Multiscale metabolic modeling of C4 plants: connecting nonlinear genome-scale models to leaf-scale metabolism in developing maize leaves

TL;DR

This paper develops a nonlinear constraint-based metabolic model for maize C4 leaves, integrating spatial, biochemical, and gene expression data to predict metabolic states and responses to environmental changes.

Contribution

It introduces a novel nonlinear optimization framework for genome-scale C4 plant metabolism, linking leaf development, gene expression, and metabolic flux predictions.

Findings

High correlation between predicted fluxes and experimental data

Successful modeling of base-to-tip metabolic transition in maize leaves

Inclusion of nonzero growth rate in the model

Abstract

C4 plants, such as maize, concentrate carbon dioxide in a specialized compartment surrounding the veins of their leaves to improve the efficiency of carbon dioxide assimilation.
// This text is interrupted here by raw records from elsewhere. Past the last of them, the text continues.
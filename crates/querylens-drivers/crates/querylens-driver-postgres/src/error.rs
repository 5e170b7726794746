//! PostgreSQL error formatting

/// Renders a tokio-postgres error with the server's detail and hint.
///
/// Non-database errors (I/O, protocol, config parsing) fall back to their
/// `Display` text.
pub fn format_postgres_error(error: &tokio_postgres::Error) -> String {
    let Some(db_error) = error.as_db_error() else {
        return error.to_string();
    };

    let mut message = db_error.message().to_string();

    if let Some(detail) = db_error.detail()
        && !detail.trim().is_empty()
    {
        message.push_str(&format!(" (detail: {})", detail));
    }

    if let Some(hint) = db_error.hint()
        && !hint.trim().is_empty()
    {
        message.push_str(&format!(" (hint: {})", hint));
    }

    match db_error.code().code() {
        "42P01" => format!("undefined table: {}", message),
        "42703" => format!("undefined column: {}", message),
        "42601" => format!("syntax error: {}", message),
        "42501" => format!("insufficient privilege: {}", message),
        "57014" => format!("statement canceled: {}", message),
        code => format!("{} (code: {})", message, code),
    }
}

#[cfg(test)]
mod tests;
//! Database engine trait

use crate::{ExecutionOutcome, QueryLensError, QueryPlan, Result};
use async_trait::async_trait;

/// The capabilities querylens needs from a relational engine.
///
/// Implementations adapt an engine's native EXPLAIN output into a
/// [`QueryPlan`] so the analyzer never has to know which engine produced it.
/// Neither call is retried or timed out by querylens; an implementation that
/// needs either should enforce it in its own client.
#[async_trait]
pub trait DatabaseEngine: Send + Sync {
    /// Engine identifier (e.g. "sqlite", "postgresql")
    fn engine_name(&self) -> &str;

    /// Produce the execution plan for `sql` without running it
    async fn explain(&self, sql: &str) -> Result<QueryPlan>;

    /// Run `sql` and report how many rows it returned or changed
    async fn execute(&self, sql: &str) -> Result<ExecutionOutcome>;

    /// Run several `;`-separated statements without measuring them, e.g. to
    /// set up a schema before analysis
    async fn execute_batch(&self, _sql: &str) -> Result<()> {
        Err(QueryLensError::NotSupported(format!(
            "{} does not support batch execution",
            self.engine_name()
        )))
    }
}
Nonlinear relationships between carbon dioxide and oxygen levels and reaction rates are key to their physiology but cannot be handled with standard techniques of constraint-based metabolic modeling. We demonstrate that incorporating these relationships as constraints on reaction rates and solving the resulting nonlinear optimization problem yields realistic predictions of the response of C4 systems to environmental and biochemical perturbations. Using a new genome-scale reconstruction of maize metabolism, we build an 18000-reaction, nonlinearly constrained model describing mesophyll and bundle sheath cells in 15 segments of the developing maize leaf, interacting via metabolite exchange, and use RNA-seq and enzyme activity measurements to predict spatial variation in metabolic state by a novel method that optimizes correlation between fluxes and expression data. Though such correlations are known to be weak in general, here the predicted fluxes achieve high correlation with the data, successfully capture the experimentally observed base-to-tip transition between carbon-importing tissue and carbon-exporting tissue, and include a nonzero growth rate, in contrast to prior results from similar methods in other systems. We suggest that developmental gradients may be particularly suited to the inference of metabolic fluxes from expression data.